**Information given:**
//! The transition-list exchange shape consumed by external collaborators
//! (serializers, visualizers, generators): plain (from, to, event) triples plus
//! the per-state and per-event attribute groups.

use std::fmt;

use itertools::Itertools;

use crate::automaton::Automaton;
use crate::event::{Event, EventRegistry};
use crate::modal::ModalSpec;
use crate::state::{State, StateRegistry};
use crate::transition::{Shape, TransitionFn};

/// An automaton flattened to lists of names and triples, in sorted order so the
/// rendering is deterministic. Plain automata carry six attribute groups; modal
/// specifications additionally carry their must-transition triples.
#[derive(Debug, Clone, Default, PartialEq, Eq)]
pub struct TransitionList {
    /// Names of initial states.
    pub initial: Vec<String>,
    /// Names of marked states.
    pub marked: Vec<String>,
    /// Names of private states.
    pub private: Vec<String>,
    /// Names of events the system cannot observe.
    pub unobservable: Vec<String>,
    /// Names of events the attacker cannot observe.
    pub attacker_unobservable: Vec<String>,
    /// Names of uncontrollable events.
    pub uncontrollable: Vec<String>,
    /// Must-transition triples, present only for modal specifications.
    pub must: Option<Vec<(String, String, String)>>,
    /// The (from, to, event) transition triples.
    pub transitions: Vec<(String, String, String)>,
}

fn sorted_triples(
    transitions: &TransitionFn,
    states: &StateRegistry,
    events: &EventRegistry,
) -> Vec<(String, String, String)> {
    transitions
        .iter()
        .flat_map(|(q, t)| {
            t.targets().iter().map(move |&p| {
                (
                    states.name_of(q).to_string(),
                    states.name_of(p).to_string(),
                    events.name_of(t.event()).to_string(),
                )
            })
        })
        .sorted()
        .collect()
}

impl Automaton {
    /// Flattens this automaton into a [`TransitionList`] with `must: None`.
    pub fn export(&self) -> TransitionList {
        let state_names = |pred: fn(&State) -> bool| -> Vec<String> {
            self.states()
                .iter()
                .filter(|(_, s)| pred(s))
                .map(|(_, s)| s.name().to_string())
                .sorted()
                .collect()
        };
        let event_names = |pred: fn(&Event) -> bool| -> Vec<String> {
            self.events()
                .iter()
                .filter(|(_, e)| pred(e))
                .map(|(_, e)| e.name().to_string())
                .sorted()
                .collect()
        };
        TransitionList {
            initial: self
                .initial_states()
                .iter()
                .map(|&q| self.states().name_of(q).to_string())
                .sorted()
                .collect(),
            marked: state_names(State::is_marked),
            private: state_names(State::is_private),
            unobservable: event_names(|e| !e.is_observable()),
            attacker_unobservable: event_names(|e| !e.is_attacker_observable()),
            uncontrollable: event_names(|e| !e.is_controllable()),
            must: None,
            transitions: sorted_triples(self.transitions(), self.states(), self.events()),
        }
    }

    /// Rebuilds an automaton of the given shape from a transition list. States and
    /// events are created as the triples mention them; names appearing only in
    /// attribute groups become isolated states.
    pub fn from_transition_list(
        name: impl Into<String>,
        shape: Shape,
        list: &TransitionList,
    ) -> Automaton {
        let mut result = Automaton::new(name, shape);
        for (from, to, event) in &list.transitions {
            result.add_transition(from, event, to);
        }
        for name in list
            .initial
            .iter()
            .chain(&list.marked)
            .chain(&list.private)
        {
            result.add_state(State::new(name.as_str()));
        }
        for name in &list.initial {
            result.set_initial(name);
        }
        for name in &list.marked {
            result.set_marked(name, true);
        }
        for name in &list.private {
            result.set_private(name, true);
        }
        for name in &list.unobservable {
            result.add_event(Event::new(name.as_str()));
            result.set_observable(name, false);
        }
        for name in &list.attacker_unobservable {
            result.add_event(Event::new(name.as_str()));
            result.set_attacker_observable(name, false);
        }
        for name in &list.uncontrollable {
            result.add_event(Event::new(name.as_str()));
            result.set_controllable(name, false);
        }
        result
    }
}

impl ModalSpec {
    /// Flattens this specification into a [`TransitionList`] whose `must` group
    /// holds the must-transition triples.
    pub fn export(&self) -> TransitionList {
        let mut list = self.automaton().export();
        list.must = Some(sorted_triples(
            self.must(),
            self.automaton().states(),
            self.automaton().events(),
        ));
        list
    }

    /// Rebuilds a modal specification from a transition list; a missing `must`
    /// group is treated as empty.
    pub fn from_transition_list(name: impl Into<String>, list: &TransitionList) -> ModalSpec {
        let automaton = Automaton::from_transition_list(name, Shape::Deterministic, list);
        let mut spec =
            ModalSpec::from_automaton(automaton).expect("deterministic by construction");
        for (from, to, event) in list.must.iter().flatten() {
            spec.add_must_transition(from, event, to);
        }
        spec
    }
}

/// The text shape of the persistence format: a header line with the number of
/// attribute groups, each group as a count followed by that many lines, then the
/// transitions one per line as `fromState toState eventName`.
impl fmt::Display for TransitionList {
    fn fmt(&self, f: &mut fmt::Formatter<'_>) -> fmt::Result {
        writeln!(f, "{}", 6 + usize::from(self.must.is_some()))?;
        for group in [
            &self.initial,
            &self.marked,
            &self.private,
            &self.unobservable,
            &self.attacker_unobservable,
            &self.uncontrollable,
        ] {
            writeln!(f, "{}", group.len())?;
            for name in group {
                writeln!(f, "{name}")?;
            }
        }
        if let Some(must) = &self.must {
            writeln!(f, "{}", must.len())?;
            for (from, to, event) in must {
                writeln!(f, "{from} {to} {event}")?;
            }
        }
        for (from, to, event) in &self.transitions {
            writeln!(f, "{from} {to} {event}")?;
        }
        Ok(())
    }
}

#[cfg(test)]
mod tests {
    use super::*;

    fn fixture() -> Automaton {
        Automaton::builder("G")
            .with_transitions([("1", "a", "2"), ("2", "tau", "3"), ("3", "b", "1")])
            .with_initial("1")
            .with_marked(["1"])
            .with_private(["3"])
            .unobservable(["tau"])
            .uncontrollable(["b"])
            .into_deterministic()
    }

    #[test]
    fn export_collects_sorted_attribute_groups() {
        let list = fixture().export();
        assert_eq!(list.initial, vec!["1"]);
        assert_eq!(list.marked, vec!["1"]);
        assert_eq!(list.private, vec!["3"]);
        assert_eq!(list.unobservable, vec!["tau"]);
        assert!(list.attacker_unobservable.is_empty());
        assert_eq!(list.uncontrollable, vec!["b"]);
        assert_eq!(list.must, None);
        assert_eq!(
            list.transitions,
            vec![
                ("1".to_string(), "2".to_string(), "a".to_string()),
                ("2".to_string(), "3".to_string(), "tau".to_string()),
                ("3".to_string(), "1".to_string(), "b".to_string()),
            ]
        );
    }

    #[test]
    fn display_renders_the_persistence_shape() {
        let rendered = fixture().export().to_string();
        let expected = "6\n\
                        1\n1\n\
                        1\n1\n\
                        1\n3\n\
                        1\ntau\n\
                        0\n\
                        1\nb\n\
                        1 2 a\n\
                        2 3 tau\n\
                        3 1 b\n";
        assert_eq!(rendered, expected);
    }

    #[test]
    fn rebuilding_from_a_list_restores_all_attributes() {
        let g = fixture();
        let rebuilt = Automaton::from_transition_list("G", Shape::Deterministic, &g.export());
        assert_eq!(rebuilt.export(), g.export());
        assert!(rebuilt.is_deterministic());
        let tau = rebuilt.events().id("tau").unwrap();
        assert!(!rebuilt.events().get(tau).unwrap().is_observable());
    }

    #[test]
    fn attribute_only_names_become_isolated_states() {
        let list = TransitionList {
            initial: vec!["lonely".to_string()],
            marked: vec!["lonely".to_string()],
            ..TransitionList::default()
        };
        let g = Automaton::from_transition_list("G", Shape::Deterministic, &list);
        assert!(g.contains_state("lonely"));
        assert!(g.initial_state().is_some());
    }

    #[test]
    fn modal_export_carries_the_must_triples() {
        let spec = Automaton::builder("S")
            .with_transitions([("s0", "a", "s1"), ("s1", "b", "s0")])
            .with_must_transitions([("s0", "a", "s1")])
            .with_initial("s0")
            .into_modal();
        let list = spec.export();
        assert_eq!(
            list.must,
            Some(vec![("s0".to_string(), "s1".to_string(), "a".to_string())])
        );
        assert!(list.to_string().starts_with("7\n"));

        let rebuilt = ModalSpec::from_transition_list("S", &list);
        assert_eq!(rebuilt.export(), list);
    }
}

--

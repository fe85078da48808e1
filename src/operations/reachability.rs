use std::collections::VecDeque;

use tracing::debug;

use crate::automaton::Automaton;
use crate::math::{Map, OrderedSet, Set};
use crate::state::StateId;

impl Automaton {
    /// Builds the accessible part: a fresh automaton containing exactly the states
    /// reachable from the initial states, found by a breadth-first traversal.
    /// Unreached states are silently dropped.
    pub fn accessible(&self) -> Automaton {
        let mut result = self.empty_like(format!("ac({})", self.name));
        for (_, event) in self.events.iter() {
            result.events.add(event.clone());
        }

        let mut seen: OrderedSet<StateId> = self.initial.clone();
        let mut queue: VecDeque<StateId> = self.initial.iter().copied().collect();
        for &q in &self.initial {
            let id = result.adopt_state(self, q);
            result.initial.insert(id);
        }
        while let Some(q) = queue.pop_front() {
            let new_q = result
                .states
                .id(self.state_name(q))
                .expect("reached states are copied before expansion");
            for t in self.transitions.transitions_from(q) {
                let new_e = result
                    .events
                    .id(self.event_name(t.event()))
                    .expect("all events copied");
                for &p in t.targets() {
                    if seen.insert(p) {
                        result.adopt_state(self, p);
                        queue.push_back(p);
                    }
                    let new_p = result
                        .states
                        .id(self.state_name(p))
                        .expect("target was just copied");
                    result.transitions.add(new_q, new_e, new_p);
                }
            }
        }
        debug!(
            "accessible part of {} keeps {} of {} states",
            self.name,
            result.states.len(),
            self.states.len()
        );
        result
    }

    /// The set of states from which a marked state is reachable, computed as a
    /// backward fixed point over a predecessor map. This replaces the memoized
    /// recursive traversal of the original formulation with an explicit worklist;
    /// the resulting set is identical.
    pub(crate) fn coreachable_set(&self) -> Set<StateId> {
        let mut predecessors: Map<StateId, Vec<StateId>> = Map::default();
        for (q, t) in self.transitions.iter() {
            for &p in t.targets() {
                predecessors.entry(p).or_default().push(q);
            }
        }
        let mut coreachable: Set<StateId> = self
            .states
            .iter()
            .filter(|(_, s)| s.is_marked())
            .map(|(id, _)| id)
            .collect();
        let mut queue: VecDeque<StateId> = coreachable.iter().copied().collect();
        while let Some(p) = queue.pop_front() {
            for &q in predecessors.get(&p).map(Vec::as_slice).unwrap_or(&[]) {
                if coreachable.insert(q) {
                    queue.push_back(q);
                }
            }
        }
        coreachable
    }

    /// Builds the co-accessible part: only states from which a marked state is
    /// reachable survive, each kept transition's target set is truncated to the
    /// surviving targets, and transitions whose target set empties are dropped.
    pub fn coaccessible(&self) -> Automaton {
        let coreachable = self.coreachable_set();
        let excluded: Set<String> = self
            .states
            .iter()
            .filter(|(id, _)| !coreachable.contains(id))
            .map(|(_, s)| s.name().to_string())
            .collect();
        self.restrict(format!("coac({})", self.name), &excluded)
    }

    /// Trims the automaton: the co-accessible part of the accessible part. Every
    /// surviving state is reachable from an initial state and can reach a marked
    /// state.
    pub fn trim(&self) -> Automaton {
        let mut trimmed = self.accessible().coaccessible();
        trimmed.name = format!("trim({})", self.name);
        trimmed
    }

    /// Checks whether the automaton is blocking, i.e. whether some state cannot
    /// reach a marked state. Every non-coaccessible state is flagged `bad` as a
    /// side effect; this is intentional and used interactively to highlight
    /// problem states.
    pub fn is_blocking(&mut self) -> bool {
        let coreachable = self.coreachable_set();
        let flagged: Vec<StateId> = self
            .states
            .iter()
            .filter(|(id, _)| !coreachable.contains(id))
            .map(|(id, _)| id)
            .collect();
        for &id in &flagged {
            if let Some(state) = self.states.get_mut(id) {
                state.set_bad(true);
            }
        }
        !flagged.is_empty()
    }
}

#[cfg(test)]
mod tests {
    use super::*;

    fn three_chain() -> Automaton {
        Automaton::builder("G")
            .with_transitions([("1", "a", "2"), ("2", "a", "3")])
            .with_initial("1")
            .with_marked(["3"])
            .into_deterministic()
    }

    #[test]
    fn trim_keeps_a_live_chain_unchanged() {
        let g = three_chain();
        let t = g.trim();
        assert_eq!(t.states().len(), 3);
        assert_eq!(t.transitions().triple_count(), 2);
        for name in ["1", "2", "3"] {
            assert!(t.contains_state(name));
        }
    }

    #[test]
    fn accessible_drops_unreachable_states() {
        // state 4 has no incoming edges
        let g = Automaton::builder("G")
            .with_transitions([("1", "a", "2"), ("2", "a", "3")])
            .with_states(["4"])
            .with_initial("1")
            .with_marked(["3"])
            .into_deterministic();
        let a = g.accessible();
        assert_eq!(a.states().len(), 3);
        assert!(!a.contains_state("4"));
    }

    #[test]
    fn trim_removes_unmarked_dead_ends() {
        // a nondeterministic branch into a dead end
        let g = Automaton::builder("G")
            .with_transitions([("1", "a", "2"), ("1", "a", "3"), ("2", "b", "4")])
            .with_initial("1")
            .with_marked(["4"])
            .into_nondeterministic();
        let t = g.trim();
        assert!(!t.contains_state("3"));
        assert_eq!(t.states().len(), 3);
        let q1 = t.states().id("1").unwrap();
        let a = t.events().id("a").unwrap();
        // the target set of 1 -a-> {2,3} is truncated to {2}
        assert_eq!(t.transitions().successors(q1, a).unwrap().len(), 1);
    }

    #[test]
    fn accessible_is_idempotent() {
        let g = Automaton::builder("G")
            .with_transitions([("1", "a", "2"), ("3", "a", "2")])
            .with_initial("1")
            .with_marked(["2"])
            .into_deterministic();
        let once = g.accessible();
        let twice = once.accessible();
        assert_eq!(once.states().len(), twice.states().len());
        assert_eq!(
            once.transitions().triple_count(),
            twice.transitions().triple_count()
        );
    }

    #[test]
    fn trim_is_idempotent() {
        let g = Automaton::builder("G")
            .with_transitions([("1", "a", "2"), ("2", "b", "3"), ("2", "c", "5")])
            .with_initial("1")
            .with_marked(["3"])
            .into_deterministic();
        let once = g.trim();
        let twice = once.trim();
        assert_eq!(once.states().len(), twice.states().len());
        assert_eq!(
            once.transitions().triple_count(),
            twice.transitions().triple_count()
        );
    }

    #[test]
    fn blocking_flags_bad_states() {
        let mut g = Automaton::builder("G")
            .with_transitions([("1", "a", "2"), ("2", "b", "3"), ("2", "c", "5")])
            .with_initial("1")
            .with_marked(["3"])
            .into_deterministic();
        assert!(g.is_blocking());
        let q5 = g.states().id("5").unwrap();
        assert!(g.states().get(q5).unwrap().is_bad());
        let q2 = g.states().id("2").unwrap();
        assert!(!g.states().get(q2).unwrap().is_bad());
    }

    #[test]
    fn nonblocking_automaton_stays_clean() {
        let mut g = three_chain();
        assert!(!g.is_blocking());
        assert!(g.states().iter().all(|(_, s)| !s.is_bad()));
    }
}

---

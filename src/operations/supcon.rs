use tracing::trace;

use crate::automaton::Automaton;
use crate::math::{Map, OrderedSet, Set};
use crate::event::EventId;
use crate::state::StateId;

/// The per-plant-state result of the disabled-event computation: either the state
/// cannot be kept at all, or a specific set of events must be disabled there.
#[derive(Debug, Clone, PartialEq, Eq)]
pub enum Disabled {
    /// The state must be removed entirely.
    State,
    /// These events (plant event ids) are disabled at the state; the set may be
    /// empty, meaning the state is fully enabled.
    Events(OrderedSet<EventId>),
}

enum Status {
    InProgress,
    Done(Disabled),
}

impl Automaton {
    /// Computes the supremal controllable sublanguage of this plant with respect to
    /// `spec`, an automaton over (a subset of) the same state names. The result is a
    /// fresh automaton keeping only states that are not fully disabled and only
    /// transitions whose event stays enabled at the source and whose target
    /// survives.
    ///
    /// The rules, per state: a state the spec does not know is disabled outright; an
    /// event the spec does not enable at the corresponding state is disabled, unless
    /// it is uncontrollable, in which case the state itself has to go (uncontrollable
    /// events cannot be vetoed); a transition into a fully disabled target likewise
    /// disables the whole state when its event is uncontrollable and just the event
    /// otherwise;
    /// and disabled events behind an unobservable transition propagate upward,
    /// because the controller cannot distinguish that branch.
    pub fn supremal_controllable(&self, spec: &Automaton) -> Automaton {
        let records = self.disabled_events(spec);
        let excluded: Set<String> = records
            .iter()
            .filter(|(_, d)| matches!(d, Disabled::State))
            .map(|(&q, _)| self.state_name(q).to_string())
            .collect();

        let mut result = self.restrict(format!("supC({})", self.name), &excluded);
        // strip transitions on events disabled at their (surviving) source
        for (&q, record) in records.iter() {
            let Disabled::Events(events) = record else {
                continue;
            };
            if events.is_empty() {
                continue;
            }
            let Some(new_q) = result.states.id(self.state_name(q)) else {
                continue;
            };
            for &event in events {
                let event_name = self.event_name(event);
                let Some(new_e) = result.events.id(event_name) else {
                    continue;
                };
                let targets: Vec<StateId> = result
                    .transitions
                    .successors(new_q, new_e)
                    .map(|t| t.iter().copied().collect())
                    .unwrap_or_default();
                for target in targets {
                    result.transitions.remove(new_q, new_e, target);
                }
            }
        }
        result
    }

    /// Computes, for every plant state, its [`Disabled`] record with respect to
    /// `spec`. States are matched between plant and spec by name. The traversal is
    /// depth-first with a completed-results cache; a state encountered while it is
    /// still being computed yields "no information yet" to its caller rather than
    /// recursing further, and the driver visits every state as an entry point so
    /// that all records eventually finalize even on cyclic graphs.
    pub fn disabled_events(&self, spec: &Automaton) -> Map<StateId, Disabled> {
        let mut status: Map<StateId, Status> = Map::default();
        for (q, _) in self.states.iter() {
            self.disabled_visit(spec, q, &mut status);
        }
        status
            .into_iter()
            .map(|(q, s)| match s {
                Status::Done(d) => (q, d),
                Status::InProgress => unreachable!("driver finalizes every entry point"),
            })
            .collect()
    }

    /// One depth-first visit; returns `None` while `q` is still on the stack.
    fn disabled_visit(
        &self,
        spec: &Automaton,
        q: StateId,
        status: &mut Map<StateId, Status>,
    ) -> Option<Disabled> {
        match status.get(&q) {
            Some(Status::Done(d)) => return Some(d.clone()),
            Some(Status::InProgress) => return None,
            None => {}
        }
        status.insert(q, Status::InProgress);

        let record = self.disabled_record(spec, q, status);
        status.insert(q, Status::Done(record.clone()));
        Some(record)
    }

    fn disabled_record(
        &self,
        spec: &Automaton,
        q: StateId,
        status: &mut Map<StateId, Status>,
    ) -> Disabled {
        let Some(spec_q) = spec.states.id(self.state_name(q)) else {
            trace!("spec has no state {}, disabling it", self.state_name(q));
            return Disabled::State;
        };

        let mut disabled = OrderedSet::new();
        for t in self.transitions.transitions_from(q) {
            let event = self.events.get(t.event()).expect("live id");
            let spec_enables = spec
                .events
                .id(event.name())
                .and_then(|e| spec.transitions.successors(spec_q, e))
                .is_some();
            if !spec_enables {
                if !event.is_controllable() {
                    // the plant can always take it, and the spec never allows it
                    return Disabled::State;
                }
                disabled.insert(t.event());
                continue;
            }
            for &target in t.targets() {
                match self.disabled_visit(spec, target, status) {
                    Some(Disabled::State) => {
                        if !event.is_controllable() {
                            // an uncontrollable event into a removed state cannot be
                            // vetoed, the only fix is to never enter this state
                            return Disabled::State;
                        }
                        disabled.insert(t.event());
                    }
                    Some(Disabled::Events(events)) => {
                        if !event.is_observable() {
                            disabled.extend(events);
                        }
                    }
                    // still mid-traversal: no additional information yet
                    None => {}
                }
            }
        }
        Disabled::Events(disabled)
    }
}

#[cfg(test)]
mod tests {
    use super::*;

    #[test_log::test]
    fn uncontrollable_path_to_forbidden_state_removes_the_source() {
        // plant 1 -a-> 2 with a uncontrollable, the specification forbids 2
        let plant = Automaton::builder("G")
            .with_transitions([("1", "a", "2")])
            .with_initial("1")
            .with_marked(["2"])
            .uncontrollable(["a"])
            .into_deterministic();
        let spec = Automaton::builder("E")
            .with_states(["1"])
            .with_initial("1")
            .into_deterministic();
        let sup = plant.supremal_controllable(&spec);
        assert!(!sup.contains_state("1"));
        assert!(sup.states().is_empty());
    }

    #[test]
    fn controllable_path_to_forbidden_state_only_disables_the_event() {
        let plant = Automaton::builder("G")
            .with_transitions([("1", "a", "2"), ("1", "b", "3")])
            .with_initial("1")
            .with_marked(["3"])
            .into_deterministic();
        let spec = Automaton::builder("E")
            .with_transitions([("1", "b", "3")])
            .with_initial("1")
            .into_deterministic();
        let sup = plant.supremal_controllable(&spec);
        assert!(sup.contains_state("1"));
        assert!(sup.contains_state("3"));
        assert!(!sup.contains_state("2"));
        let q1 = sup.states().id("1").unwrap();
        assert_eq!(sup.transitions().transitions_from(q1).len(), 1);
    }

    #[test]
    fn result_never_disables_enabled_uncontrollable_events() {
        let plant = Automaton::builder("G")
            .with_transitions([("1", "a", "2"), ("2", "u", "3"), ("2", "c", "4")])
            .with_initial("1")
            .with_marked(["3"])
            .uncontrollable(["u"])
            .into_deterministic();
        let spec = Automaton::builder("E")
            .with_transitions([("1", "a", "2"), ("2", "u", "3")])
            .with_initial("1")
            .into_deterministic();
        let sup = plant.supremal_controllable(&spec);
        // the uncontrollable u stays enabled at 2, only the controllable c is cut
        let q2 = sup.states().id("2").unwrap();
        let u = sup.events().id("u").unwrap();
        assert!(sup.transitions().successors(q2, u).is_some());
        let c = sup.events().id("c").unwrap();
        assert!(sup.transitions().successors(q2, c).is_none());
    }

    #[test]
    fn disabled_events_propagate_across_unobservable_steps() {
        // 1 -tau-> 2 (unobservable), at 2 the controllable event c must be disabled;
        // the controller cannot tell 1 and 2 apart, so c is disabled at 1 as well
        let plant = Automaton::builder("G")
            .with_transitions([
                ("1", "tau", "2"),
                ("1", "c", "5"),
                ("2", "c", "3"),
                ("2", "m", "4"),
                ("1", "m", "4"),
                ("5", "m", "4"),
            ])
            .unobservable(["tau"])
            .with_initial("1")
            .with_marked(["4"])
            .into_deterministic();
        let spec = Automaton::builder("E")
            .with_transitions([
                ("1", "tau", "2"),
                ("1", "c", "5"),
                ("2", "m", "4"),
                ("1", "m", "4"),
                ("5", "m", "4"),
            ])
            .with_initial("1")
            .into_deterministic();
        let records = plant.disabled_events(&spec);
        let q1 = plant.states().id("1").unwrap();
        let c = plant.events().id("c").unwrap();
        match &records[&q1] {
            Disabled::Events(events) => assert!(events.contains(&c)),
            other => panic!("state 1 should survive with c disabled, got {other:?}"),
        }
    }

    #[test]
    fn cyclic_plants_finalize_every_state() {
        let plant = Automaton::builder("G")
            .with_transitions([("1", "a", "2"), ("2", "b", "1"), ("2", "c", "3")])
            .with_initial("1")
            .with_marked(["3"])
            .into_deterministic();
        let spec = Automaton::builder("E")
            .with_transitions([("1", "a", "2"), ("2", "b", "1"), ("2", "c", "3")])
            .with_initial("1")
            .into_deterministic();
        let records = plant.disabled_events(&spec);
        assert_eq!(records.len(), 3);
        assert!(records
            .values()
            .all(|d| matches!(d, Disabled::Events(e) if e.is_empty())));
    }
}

**What you need to do:**
Wherever the string "Computes" appears in the entries above, return the line it appears on.

**Written solution:**
    /// Computes the supremal controllable sublanguage of this plant with respect to
    /// Computes, for every plant state, its [`Disabled`] record with respect to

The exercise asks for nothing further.